### Data records ###

//! Compiler for the RNP gauge language.
//!
//! RNP is a small expression language over simulator variables ("SimVars").
//! Programs compile to reverse-polish instruction text for the simulator's
//! gauge stack machine.

pub mod ast;
pub mod builtins;
pub mod code_frame;
pub mod error;
pub mod lexer;
pub mod resolve;
pub mod scope;
pub mod types;

#[allow(clippy::wildcard_imports)]
pub mod assembler;
#[allow(clippy::wildcard_imports)]
pub mod parser;

use std::rc::Rc;

use serde::Serialize;
use ts_rs::TS;

use assembler::{Assembler, Assembly, SourceFile};
use error::CompileError;

pub use error::{Diagnostic, Level};
pub use resolve::{FsResolver, ResolvedSource, SourceResolver};
pub use types::Type;

/// Per-compilation settings.
pub struct TranslateOptions<'r> {
    /// Name of the module in diagnostics, and the referrer for its imports.
    pub specifier: String,
    /// Type the program's final value must have.
    pub expected_return_type: Type,
    /// Source of imported modules. Without one, every import fails.
    pub resolver: Option<&'r dyn SourceResolver>,
}

impl Default for TranslateOptions<'_> {
    fn default() -> Self {
        Self {
            specifier: "(anonymous)".to_string(),
            expected_return_type: Type::Void,
            resolver: None,
        }
    }
}

/// Output of [`translate`]. On failure `output` is empty and `messages`
/// holds exactly one error.
#[derive(Debug, Clone, PartialEq, Serialize, TS)]
#[ts(export)]
pub struct Translation {
    pub output: String,
    pub messages: Vec<Diagnostic>,
}

impl Translation {
    pub fn is_ok(&self) -> bool {
        self.messages.iter().all(|m| m.level != Level::Error)
    }
}

/// Compile a module into gauge instruction text.
///
/// This is the public entry point for the pipeline:
/// source → lex → parse → assemble (type check + codegen, imports recursively) → text
pub fn translate(source: &str, options: &TranslateOptions<'_>) -> Translation {
    match compile(source, options) {
        Ok(assembly) => Translation {
            output: assembly.output,
            messages: assembly.warnings,
        },
        Err(error) => {
            tracing::debug!(specifier = %options.specifier, %error, "translation failed");
            Translation {
                output: String::new(),
                messages: vec![error.into_diagnostic()],
            }
        }
    }
}

fn compile(source: &str, options: &TranslateOptions<'_>) -> Result<Assembly, CompileError> {
    let program = parser::parse(source, &options.specifier)?;
    let file = Rc::new(SourceFile {
        specifier: options.specifier.clone(),
        source: source.to_string(),
    });
    Assembler::new(file, options.resolver).assemble(&program, options.expected_return_type)
}

#[cfg(test)]
#[allow(clippy::unwrap_used, clippy::indexing_slicing)]
mod tests {
    use super::*;

    fn run(source: &str) -> Translation {
        translate(source, &TranslateOptions::default())
    }

    #[test]
    fn successful_translation() {
        let t = run("let x = 1 + 2;");
        assert_eq!(t.output, "1 2 + sp0");
        assert!(t.messages.is_empty());
        assert!(t.is_ok());
    }

    #[test]
    fn warnings_are_reported_alongside_output() {
        let t = run("let x = 1;\nx;");
        assert_eq!(t.output, "1 sp0\nl0 p");
        assert_eq!(t.messages.len(), 1);
        assert_eq!(t.messages[0].level, Level::Warning);
        assert_eq!(t.messages[0].location.start.line, 2);
        assert!(t.is_ok());
    }

    #[test]
    fn errors_replace_output() {
        let t = run("let x = 1;\nlet y = x + 'a';");
        assert_eq!(t.output, "");
        assert_eq!(t.messages.len(), 1);
        let m = &t.messages[0];
        assert_eq!(m.level, Level::Error);
        assert_eq!(m.message, "Expected both operands to be the same type but got number and string");
        assert!(m.detail.starts_with(" --> (anonymous):2:9\n"), "{}", m.detail);
        assert!(!t.is_ok());
    }

    #[test]
    fn lexical_and_syntax_errors_become_diagnostics() {
        let t = run("let s = 'open");
        assert_eq!(t.messages[0].message, "Unterminated string");
        let t = run("let x = 1");
        assert_eq!(t.messages[0].message, "Unexpected end of source");
    }

    #[test]
    fn specifier_and_return_type_options() {
        let options = TranslateOptions {
            specifier: "gauge.rnp".into(),
            expected_return_type: Type::Number,
            ..TranslateOptions::default()
        };
        let t = translate("(A:AIRSPEED INDICATED, knots) * 2", &options);
        assert_eq!(t.output, "(A:AIRSPEED INDICATED,knots) 2 *");

        let t = translate("'x'", &options);
        assert_eq!(t.messages[0].message, "Program expected number but got string");
        assert!(t.messages[0].detail.contains("--> gauge.rnp:1:1"));
    }

    #[test]
    fn resolver_closure_supplies_imports() {
        let resolver = |_: &str, spec: &str| {
            (spec == "util").then(|| ResolvedSource {
                source: "export macro clamp($v) { $v.max(0).min(1) }".into(),
                specifier: "util.rnp".into(),
            })
        };
        let options = TranslateOptions {
            resolver: Some(&resolver),
            ..TranslateOptions::default()
        };
        let t = translate("import { clamp } from 'util';\n(L:OUT, number) = clamp((L:IN, number));", &options);
        assert!(t.is_ok(), "{:?}", t.messages);
        assert_eq!(t.output, "(L:IN,number) 0 max 1 min\n(>L:OUT,number)");
    }

    #[test]
    fn translation_serializes_for_editors() {
        let t = run("1;");
        let json = serde_json::to_value(&t).unwrap();
        assert_eq!(json["output"], "1 p");
        assert_eq!(json["messages"][0]["level"], "warning");
        assert_eq!(json["messages"][0]["location"]["startIndex"], 0);
        assert_eq!(json["messages"][0]["location"]["start"]["line"], 1);
    }
}
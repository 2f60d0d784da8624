use std::io::Read;
use std::path::PathBuf;
use std::process;

use clap::{Parser, ValueEnum};
use tracing_subscriber::EnvFilter;

use rnp::{translate, FsResolver, Level, TranslateOptions, Translation, Type};

// ── CLI argument parsing ─────────────────────────────────────────

#[derive(Parser)]
#[command(name = "rnpc", about = "Compile RNP gauge scripts to instruction text", version)]
struct Cli {
    /// Source file, or `-` to read stdin
    input: String,

    /// Name of the module in diagnostics (defaults to the input path)
    #[arg(long)]
    specifier: Option<String>,

    /// Type the program must evaluate to
    #[arg(long, value_enum, default_value_t = ReturnType::Void)]
    return_type: ReturnType,

    /// Directory imports resolve against when the input is not a file
    #[arg(long)]
    root: Option<PathBuf>,

    /// Output raw JSON instead of formatted text
    #[arg(long)]
    json: bool,
}

#[derive(Clone, Copy, ValueEnum)]
enum ReturnType {
    Void,
    Number,
    Boolean,
    String,
    Any,
}

impl From<ReturnType> for Type {
    fn from(value: ReturnType) -> Self {
        match value {
            ReturnType::Void => Type::Void,
            ReturnType::Number => Type::Number,
            ReturnType::Boolean => Type::Boolean,
            ReturnType::String => Type::String,
            ReturnType::Any => Type::Any,
        }
    }
}

// ── Input ────────────────────────────────────────────────────────

fn read_input(input: &str) -> std::io::Result<String> {
    if input == "-" {
        let mut source = String::new();
        std::io::stdin().read_to_string(&mut source)?;
        Ok(source)
    } else {
        std::fs::read_to_string(input)
    }
}

// ── Output ───────────────────────────────────────────────────────

fn print_translation(translation: &Translation, raw_json: bool) {
    if raw_json {
        match serde_json::to_string_pretty(translation) {
            Ok(json) => println!("{json}"),
            Err(e) => eprintln!("Error: {e}"),
        }
        return;
    }

    for message in &translation.messages {
        let label = match message.level {
            Level::Warning => "warning",
            Level::Error => "error",
        };
        eprintln!("{label}: {}", message.message);
        if !message.detail.is_empty() {
            eprintln!("{}", message.detail);
        }
    }
    if translation.is_ok() {
        println!("{}", translation.output);
    }
}

// ── Main ─────────────────────────────────────────────────────────

fn main() {
    tracing_subscriber::fmt()
        .with_env_filter(EnvFilter::from_default_env())
        .with_writer(std::io::stderr)
        .init();

    let cli = Cli::parse();

    let source = match read_input(&cli.input) {
        Ok(source) => source,
        Err(e) => {
            eprintln!("Error: cannot read {}: {e}", cli.input);
            process::exit(1);
        }
    };

    let specifier = cli.specifier.unwrap_or_else(|| {
        if cli.input == "-" {
            "(stdin)".to_string()
        } else {
            cli.input.clone()
        }
    });
    let root = cli
        .root
        .or_else(|| std::env::current_dir().ok())
        .unwrap_or_default();
    tracing::debug!(%specifier, root = %root.display(), "compiling");

    let resolver = FsResolver::new(root);
    let options = TranslateOptions {
        specifier,
        expected_return_type: cli.return_type.into(),
        resolver: Some(&resolver),
    };
    let translation = translate(&source, &options);
    print_translation(&translation, cli.json);

    if !translation.is_ok() {
        process::exit(1);
    }
}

###

▶ _What needs to be done_: Restate the data verbatim through the "pub mod assembler;" line.

▶ _Response box_:
//! Compiler for the RNP gauge language.
//!
//! RNP is a small expression language over simulator variables ("SimVars").
//! Programs compile to reverse-polish instruction text for the simulator's
//! gauge stack machine.

pub mod ast;
pub mod builtins;
pub mod code_frame;
pub mod error;
pub mod lexer;
pub mod resolve;
pub mod scope;
pub mod types;

#[allow(clippy::wildcard_imports)]
pub mod assembler;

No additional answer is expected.